▶ **What the task requires**
For the data below, restate word for word only the lines from the line containing "fn encode(&self, dest: &mut [u8]) -> Result<(), Error>;" through the line containing "pub trait Decode<'d>: Type", both ends included.

Segment Open

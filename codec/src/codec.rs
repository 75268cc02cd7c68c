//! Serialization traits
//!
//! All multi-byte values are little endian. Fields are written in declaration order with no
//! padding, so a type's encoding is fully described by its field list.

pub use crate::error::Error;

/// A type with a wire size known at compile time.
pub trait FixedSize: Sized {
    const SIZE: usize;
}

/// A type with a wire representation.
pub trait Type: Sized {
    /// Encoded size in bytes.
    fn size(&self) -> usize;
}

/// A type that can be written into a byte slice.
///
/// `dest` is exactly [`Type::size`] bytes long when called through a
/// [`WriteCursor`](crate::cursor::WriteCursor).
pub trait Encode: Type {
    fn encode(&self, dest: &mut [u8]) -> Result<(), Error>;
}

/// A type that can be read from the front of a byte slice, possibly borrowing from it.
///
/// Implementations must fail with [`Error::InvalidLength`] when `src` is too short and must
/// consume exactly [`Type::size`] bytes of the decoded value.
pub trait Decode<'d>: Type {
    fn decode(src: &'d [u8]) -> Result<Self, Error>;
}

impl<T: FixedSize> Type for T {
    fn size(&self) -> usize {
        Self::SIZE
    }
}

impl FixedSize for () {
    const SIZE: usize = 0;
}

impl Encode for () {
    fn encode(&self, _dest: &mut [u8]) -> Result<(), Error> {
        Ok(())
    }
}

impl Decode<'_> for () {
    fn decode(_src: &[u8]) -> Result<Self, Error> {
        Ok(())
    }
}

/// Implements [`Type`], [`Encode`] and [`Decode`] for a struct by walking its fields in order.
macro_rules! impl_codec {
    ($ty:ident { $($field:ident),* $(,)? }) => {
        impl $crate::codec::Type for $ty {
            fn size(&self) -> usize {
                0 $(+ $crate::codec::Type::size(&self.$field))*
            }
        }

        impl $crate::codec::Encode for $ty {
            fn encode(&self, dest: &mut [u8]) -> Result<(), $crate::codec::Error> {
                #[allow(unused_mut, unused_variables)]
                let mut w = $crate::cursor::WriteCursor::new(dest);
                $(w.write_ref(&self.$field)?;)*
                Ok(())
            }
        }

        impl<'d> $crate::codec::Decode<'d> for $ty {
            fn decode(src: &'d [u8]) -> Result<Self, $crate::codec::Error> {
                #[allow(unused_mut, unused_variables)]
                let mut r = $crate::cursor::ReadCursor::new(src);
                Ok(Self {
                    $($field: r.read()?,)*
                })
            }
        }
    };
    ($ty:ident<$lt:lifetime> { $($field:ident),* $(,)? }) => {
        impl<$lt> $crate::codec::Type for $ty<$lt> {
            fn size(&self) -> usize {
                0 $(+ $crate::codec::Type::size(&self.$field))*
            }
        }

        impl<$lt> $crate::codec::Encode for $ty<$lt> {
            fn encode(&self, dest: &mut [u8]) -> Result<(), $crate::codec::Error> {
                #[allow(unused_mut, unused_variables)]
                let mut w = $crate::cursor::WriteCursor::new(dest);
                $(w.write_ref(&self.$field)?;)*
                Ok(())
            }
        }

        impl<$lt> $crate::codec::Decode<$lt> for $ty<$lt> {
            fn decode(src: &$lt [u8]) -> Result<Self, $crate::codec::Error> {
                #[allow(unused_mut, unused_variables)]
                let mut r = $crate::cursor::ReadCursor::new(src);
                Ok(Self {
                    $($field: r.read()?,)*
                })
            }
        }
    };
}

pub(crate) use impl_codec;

Segment Closed
Segment Open

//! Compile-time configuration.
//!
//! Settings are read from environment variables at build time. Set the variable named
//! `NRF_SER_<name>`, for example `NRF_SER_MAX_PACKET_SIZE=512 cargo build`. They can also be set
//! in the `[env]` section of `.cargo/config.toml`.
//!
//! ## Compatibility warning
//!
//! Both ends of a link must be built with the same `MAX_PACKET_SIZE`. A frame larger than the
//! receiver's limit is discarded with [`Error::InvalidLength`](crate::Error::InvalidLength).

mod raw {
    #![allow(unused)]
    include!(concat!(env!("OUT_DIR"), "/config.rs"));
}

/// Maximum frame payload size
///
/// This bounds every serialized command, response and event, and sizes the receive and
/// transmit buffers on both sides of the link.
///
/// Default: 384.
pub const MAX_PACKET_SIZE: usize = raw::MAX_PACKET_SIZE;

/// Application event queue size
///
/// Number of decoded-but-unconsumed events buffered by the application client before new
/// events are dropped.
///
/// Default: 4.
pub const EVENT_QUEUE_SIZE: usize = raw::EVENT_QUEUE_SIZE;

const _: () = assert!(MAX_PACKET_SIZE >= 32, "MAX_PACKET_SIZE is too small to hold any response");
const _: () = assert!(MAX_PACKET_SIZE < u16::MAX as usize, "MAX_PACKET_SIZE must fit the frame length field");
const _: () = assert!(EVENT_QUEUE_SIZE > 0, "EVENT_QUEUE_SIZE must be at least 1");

Segment Closed

▶ **Reply**
    fn encode(&self, dest: &mut [u8]) -> Result<(), Error>;
}

/// A type that can be read from the front of a byte slice, possibly borrowing from it.
///
/// Implementations must fail with [`Error::InvalidLength`] when `src` is too short and must
/// consume exactly [`Type::size`] bytes of the decoded value.
pub trait Decode<'d>: Type {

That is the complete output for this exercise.